Sobre el trabajo y la actitud

Imagino que la cosa estaría en trabajar menos horas según este concepto de trabajo esclavizador a nuestras falsas necesidades, es decir, trabajo que alimenta las verdaderas necesidades del poder, dándonos cuenta que la clave es necesitar menos, soltar, y que es merecer de todos decir no al sufrir, no al no tener tiempo para aprender y hacer cosas que tengan vida, no a necesitar dinero para todo. ¿No debía de haber servido para esto la tecnología y tanto avance que nos venden para cualquier otra cosa más inútil?

Ojalá cada cual encontrara una manera de bajarse del mundo, este mundo mal hecho, el que dicen que nos toca y nos dice lo que debemos hacer. Que se nos resbalen ya los velos para darnos cuenta que precisamente hacemos lo que toca o se nos dice que es la vida por una ilusión de libertad. ¿Acaso no eres libre para elegir un producto u otro? Que imagino yo que la libertad es otra cosa, otra que no sabe de obediencia ni de ideas sino que sencillamente late en ese corazón compartido y sensible.

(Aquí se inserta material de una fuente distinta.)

mod fixtures;

use canopy_bus::{BroadcastDirection, MessageBus, Topic};
use fixtures::{EventListener, Journal, chain};

/// Subscribes one listener per depth on a five-level chain and publishes at depth 2.
fn publish_mid_chain(direction: BroadcastDirection) -> Vec<&'static str> {
    const LABELS: [&str; 5] = ["depth0", "depth1", "depth2", "depth3", "depth4"];

    let topic = Topic::<dyn EventListener>::with_direction("Event", direction);
    let journal = Journal::new();
    let buses = chain(LABELS.len());

    for (bus, label) in buses.iter().zip(LABELS) {
        bus.subscribe(&topic, journal.listener(label));
    }

    buses[2].publisher(&topic).on_event("Test").unwrap();
    journal.labels()
}

#[test]
fn test_broadcast_none() {
    assert_eq!(publish_mid_chain(BroadcastDirection::None), vec!["depth2"]);
}

#[test]
fn test_broadcast_to_children() {
    assert_eq!(
        publish_mid_chain(BroadcastDirection::ToChildren),
        vec!["depth2", "depth3", "depth4"]
    );
}

#[test]
fn test_broadcast_to_direct_children() {
    assert_eq!(publish_mid_chain(BroadcastDirection::ToDirectChildren), vec!["depth2", "depth3"]);
}

#[test]
fn test_broadcast_to_parent() {
    assert_eq!(
        publish_mid_chain(BroadcastDirection::ToParent),
        vec!["depth2", "depth1", "depth0"]
    );
}

#[test]
fn test_to_parent_skips_nodes_without_subscribers() {
    let topic = Topic::<dyn EventListener>::with_direction("Event", BroadcastDirection::ToParent);
    let journal = Journal::new();
    let buses = chain(4);

    buses[0].subscribe(&topic, journal.listener("root"));
    buses[3].subscribe(&topic, journal.listener("leaf"));

    buses[3].publisher(&topic).on_event("up").unwrap();

    assert_eq!(journal.labels(), vec!["leaf", "root"]);
}

#[test]
fn test_to_direct_children_reaches_every_sibling_once() {
    let topic =
        Topic::<dyn EventListener>::with_direction("Event", BroadcastDirection::ToDirectChildren);
    let journal = Journal::new();

    let app = MessageBus::named("app");
    let auth = app.child_named("auth");
    let billing = app.child_named("billing");
    let session = auth.child_named("session");

    app.subscribe(&topic, journal.listener("app"));
    auth.subscribe(&topic, journal.listener("auth"));
    billing.subscribe(&topic, journal.listener("billing"));
    session.subscribe(&topic, journal.listener("session"));

    app.publisher(&topic).on_event("reload").unwrap();

    assert_eq!(journal.labels(), vec!["app", "auth", "billing"]);
}

#[test]
fn test_to_children_covers_wide_tree_breadth_first() {
    let topic = Topic::<dyn EventListener>::new("Event");
    let journal = Journal::new();

    let app = MessageBus::named("app");
    let left = app.child();
    let right = app.child();
    let left_session = left.child();
    let right_session = right.child();

    right_session.subscribe(&topic, journal.listener("right_session"));
    left_session.subscribe(&topic, journal.listener("left_session"));
    right.subscribe(&topic, journal.listener("right"));
    left.subscribe(&topic, journal.listener("left"));
    app.subscribe(&topic, journal.listener("app"));

    app.publisher(&topic).on_event("broadcast").unwrap();

    assert_eq!(journal.labels(), vec!["app", "left", "right", "left_session", "right_session"]);
}

#[test]
fn test_topics_differing_only_in_direction_are_isolated() {
    let children = Topic::<dyn EventListener>::with_direction("Event", BroadcastDirection::ToChildren);
    let none = Topic::<dyn EventListener>::with_direction("Event", BroadcastDirection::None);
    let journal = Journal::new();

    let bus = MessageBus::new();
    bus.subscribe(&children, journal.listener("children"));
    bus.subscribe(&none, journal.listener("none"));

    bus.publisher(&none).on_event("only none").unwrap();

    assert_eq!(journal.entries(), vec![("none", "only none".to_owned())]);
}

/// Creates a session under `module` and keeps only its subscription.
fn register_session(module: &MessageBus, topic: &Topic<dyn EventListener>, journal: &Journal) {
    let session = module.child_named("session");
    session.subscribe(topic, journal.listener("session"));
}

#[test]
fn test_child_without_handle_is_still_visited() {
    for direction in [BroadcastDirection::ToChildren, BroadcastDirection::ToDirectChildren] {
        let topic = Topic::<dyn EventListener>::with_direction("Event", direction);
        let journal = Journal::new();
        let app = MessageBus::named("app");

        register_session(&app, &topic, &journal);
        app.publisher(&topic).on_event("x").unwrap();

        assert_eq!(journal.labels(), vec!["session"], "direction {direction}");
        assert_eq!(app.children().len(), 1);
    }
}

#[test]
fn test_to_parent_from_child_without_handle_reaches_root() {
    let topic = Topic::<dyn EventListener>::with_direction("Event", BroadcastDirection::ToParent);
    let journal = Journal::new();
    let app = MessageBus::named("app");
    app.subscribe(&topic, journal.listener("app"));

    register_session(&app, &topic, &journal);
    let session = app.children().remove(0);
    session.publisher(&topic).on_event("up").unwrap();

    assert_eq!(journal.labels(), vec!["session", "app"]);
}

Ojalá que encontremos una manera de desempeñar alguna labor útil, que al levantarnos por la mañana se pudiera sentir un juego, una aventura, un aprender, un compartir, unas ganas de participar…

Aquí la actitud que con tanta frecuencia es usada puede ayudarnos muchísimo, si bien se la entiende y bien se la actúa, pero también como pasa tantas veces sirve o es manipulada para quedarnos más contentos con la misma mentira, sin hacer cambios individuales ni sociales, que al final son lo mismo, como esas charlas, cursos o lo que sea para que el mandado obedezca mejor, que el trabajador trabaje más, etc… que antes nos las tenían que dar y que ahora nos están educando para que nosotros mismos tengamos la pauta y nos vayamos animando en esta doma.

Usemos nuestra actitud y nuestra inspiración para exclamar que no queremos una vida basada en adquirir un coche, un piso (que ni siquiera casa), hipotecas y seguros, que no queremos vivir a merced del ruido, distracción de nuestra paz, como tantas otras. Que nos demos cuenta de que no hay que pagar por el amor, que el cariño es lo único que llena y es en realidad la única acción verdadera. Saquemos fuerzas para soltar aquello que ocupa nuestro tiempo sin vida y alimentemos nuestra valentía para darnos cuenta de que “el estado de bienestar” es una mentira velada que esconde el cruel régimen del dinero.

Muchos hemos sido atrapados en esta mentira, pero todos juntos tal vez podamos empezar a salir, el cómo no lo sé, pero tal vez la cosa empiece por no callarnos y compartir la denuncia de las mentiras allí dónde las hallemos, y que las verdades surjan espontáneas hacedoras de más vida.

Por un mundo mejor y por todas nuestras relaciones.